Why is Pride important for you?
Pride is a time of reflection for me. I studied history at university and specialised in British colonial history and its legacy, so I am all too aware of the persecution and discrimination that the LGBTQI+ community has been subjected to across the world throughout history.
The world has come such a long way through the efforts and courage of individuals and groups across the globe and to remember those people during Pride is what it is all about for me. I choose to celebrate Pride without shame or hesitation and with the people who understand me and want me to be my most authentic self.
What were your personal experiences of coming out?
As a teen, I spent a lot of time trying to run from who I was, suffering with an intense feeling of internalised homophobia, worrying about what my friends and family would think and if they would treat me differently if they knew that I was attracted to the same sex. I felt empty, censored and ashamed that so many people before me had been brave enough to be themselves, but I didn’t know how to and I was so afraid.
When I went to university, however, I started to learn more about LGBTQI+ history, becoming inspired by it daily and doing my own research. I finally worked up the courage to explore my attractions and take the shame away from it for myself, something which led to me having my first relationship with a woman and realising that I was, in fact, pansexual.
Gradually, I began to own this part of myself publicly by expressing myself through how I dressed. After a while, I told my parents about my partner; 14-year-old me would have felt like burying my head in the sand but I was so lucky and my family were supportive and curious, even telling me they’d always had an inkling that I wasn’t straight!
This support, alongside an understanding of the lessons LGBTQI+ history teaches, underpins the inclusive philosophy that I live by and which I communicate to everyone in my professional and personal life today and will continue to do so for as long as I am alive.
What advice would you give to anyone who hasn’t come out yet but wants to?

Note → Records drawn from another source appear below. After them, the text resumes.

//! HTTP handlers.
//!
//! Handlers only extract, call one service method and shape the response;
//! every rule lives in [`crate::services`].

pub mod catalog;
pub mod health;
pub mod operations;
pub mod people;
pub mod reports;
pub mod sales;
pub mod ws;

use serde::Deserialize;
use teknoroma_core::Visibility;

/// `?include_deleted=true` on list and get endpoints.
#[derive(Debug, Clone, Copy, Default, Deserialize)]
pub struct VisibilityQuery {
    #[serde(default)]
    pub include_deleted: bool,
}

impl VisibilityQuery {
    pub fn visibility(&self) -> Visibility {
        Visibility::from_flag(self.include_deleted)
    }
}
//! # Database Error Types
//!
//! Error types for database operations.
//!
//! ## Error Flow
//! ```text
//! ┌─────────────────────────────────────────────────────────────────────────┐
//! │                    Error Propagation                                    │
//! │                                                                         │
//! │  SQLite Error (sqlx::Error)                                            │
//! │       │                                                                 │
//! │       ▼                                                                 │
//! │  DbError (this module) ← Adds context and categorization               │
//! │       │                                                                 │
//! │       ▼                                                                 │
//! │  ServiceError (apps/api) ← Core | Db                                   │
//! │       │                                                                 │
//! │       ▼                                                                 │
//! │  ApiError ← {"code", "message"} + HTTP status                          │
//! │                                                                         │
//! └─────────────────────────────────────────────────────────────────────────┘
//! ```

use teknoroma_core::ErrorKind;
use thiserror::Error;

/// Database operation errors.
#[derive(Debug, Error)]
pub enum DbError {
    /// Entity not found in database.
    ///
    /// ## When This Occurs
    /// - ID doesn't exist
    /// - Soft-deleted record queried with `Visibility::Active`
    #[error("{entity} not found: {id}")]
    NotFound { entity: String, id: String },

    /// Unique constraint violation.
    ///
    /// ## When This Occurs
    /// - Duplicate barcode, category name, identity number or email
    /// - Restoring a soft-deleted row whose key was reused meanwhile
    #[error("{field} '{value}' already exists")]
    UniqueViolation { field: String, value: String },

    /// Foreign key constraint violation.
    ///
    /// ## When This Occurs
    /// - Referencing a non-existent store, category, supplier...
    #[error("Foreign key violation: {message}")]
    ForeignKeyViolation { message: String },

    /// A CHECK constraint rejected the row.
    #[error("Constraint violation: {0}")]
    CheckViolation(String),

    /// Database connection failed.
    #[error("Connection failed: {0}")]
    ConnectionFailed(String),

    /// Migration failed.
    #[error("Migration failed: {0}")]
    MigrationFailed(String),

    /// Query execution failed.
    #[error("Query failed: {0}")]
    QueryFailed(String),

    /// Begin, commit or rollback failed.
    #[error("Transaction failed: {0}")]
    TransactionFailed(String),

    /// Pool exhausted (all connections in use).
    #[error("Connection pool exhausted")]
    PoolExhausted,

    /// Internal database error.
    #[error("Internal database error: {0}")]
    Internal(String),
}

impl DbError {
    /// Creates a NotFound error for a given entity type and ID.
    pub fn not_found(entity: impl Into<String>, id: impl Into<String>) -> Self {
        DbError::NotFound {
            entity: entity.into(),
            id: id.into(),
        }
    }

    /// Creates a UniqueViolation error.
    pub fn duplicate(field: impl Into<String>, value: impl Into<String>) -> Self {
        DbError::UniqueViolation {
            field: field.into(),
            value: value.into(),
        }
    }

    /// Maps the error onto the shared taxonomy.
    ///
    /// Constraint violations are caller mistakes; everything else is
    /// infrastructure.
    pub fn kind(&self) -> ErrorKind {
        match self {
            DbError::NotFound { .. } => ErrorKind::NotFound,
            DbError::UniqueViolation { .. } => ErrorKind::Duplicate,
            DbError::ForeignKeyViolation { .. } | DbError::CheckViolation(_) => ErrorKind::Validation,
            _ => ErrorKind::Infrastructure,
        }
    }
}

/// Convert sqlx errors to DbError.
///
/// ## Error Mapping
/// ```text
/// sqlx::Error::RowNotFound    → DbError::NotFound
/// sqlx::Error::Database       → Analyze message for constraint type
/// sqlx::Error::PoolTimedOut   → DbError::PoolExhausted
/// Other                       → DbError::Internal
/// ```
impl From<sqlx::Error> for DbError {
    fn from(err: sqlx::Error) -> Self {
        match err {
            sqlx::Error::RowNotFound => DbError::NotFound {
                entity: "Record".to_string(),
                id: "unknown".to_string(),
            },

            sqlx::Error::Database(db_err) => {
                let msg = db_err.message();

                // SQLite constraint messages:
                // "UNIQUE constraint failed: products.barcode"
                // "FOREIGN KEY constraint failed"
                // "CHECK constraint failed: units_in_stock >= 0"
                if let Some(target) = msg.strip_prefix("UNIQUE constraint failed: ") {
                    let field = target
                        .split(',')
                        .next()
                        .and_then(|col| col.trim().rsplit('.').next())
                        .unwrap_or("unknown")
                        .to_string();
                    DbError::UniqueViolation {
                        field,
                        value: "unknown".to_string(),
                    }
                } else if msg.contains("FOREIGN KEY constraint failed") {
                    DbError::ForeignKeyViolation {
                        message: msg.to_string(),
                    }
                } else if msg.contains("CHECK constraint failed") {
                    DbError::CheckViolation(msg.to_string())
                } else {
                    DbError::QueryFailed(msg.to_string())
                }
            }

            sqlx::Error::PoolTimedOut => DbError::PoolExhausted,

            sqlx::Error::PoolClosed => DbError::ConnectionFailed("Pool is closed".to_string()),

            _ => DbError::Internal(err.to_string()),
        }
    }
}

impl From<sqlx::migrate::MigrateError> for DbError {
    fn from(err: sqlx::migrate::MigrateError) -> Self {
        DbError::MigrationFailed(err.to_string())
    }
}

/// Result type for database operations.
pub type DbResult<T> = Result<T, DbError>;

The number one piece of advice I would give is to do whatever you can to ensure you are not dealing with it alone. Even if you are not ready to discuss it with friends or family, you could try to find out about your workplace LGBTQI+ community and if they have any groups that you can join where you might meet other people who have been in a similar position to yourself in the past and can offer support and guidance.
At Robert Walters Group we have our Pride employee resource group for LGBTQI+ colleagues and allies. Everyone’s story is different, and we all carry our own preconceptions and ideas that have been reinforced in our minds through the media, family, friends and politics.
A great place to start is to challenge your own ideas about what it means to be part of the LGBTQI+ community and to actively pursue new ideas and connections with new likeminded people in order to help yourself make sense of your sexuality and self in a more positive way than you may have done previously.
Has being part of the LGBTQI+ community ever impacted your experience in the workplace?
When I was at university, I worked in hospitality and the industry didn't feel very inclusive to LGBTQ+ employees. It felt like some members of staff treated people differently if they weren’t straight, I knew of people in the LGBTQI+ community who had been open about their sexuality and gender identity and were asked to do tedious or disgusting tasks, and there was homophobic language which was then excused as ‘banter.’
Outside of work, I also understand LGBTQI+ discrimination and hate all too well, having been subjected to violent abuse on a bus for holding hands with my girlfriend for a moment unashamedly. I have been spat at, told that I am unnatural and called various slurs for daring to do what a heterosexual couple could do without any hesitation at all.
When I say goodbye to her at the train station (we are currently long distance), I feel unable to kiss her or hold her hand because I want to protect her from persecution. Sadly, I still believe that our safety comes first and we often have to assess the situation and environment before giving each other the okay to be a normal, loving couple in public.
If there is one thing I know, it is that I would never experience something like this at Robert Walters Group and that if I ever did, I would be taken seriously and would I receive every ounce of support available to protect me from it in the future.
How has that changed over the years and have there been any improvements?
There will always be room for improvement and progress when it comes to LGBTQI+ rights, but I feel like, in most workplaces, there is a sincere and real effort to ensure that members of the community feel safe, included, happy and like their voices are heard.
Sexual orientation is a protected characteristic by law but companies like Robert Walters Group don’t just strive to be compliant by law, they actively engage their workforce in conversation and social activity which raises awareness about what Pride is all about.
Their approach towards ED&I and the culture they encourage across the Group is exactly what the world needs in order to be able to continue to progress in a meaningful and positive way.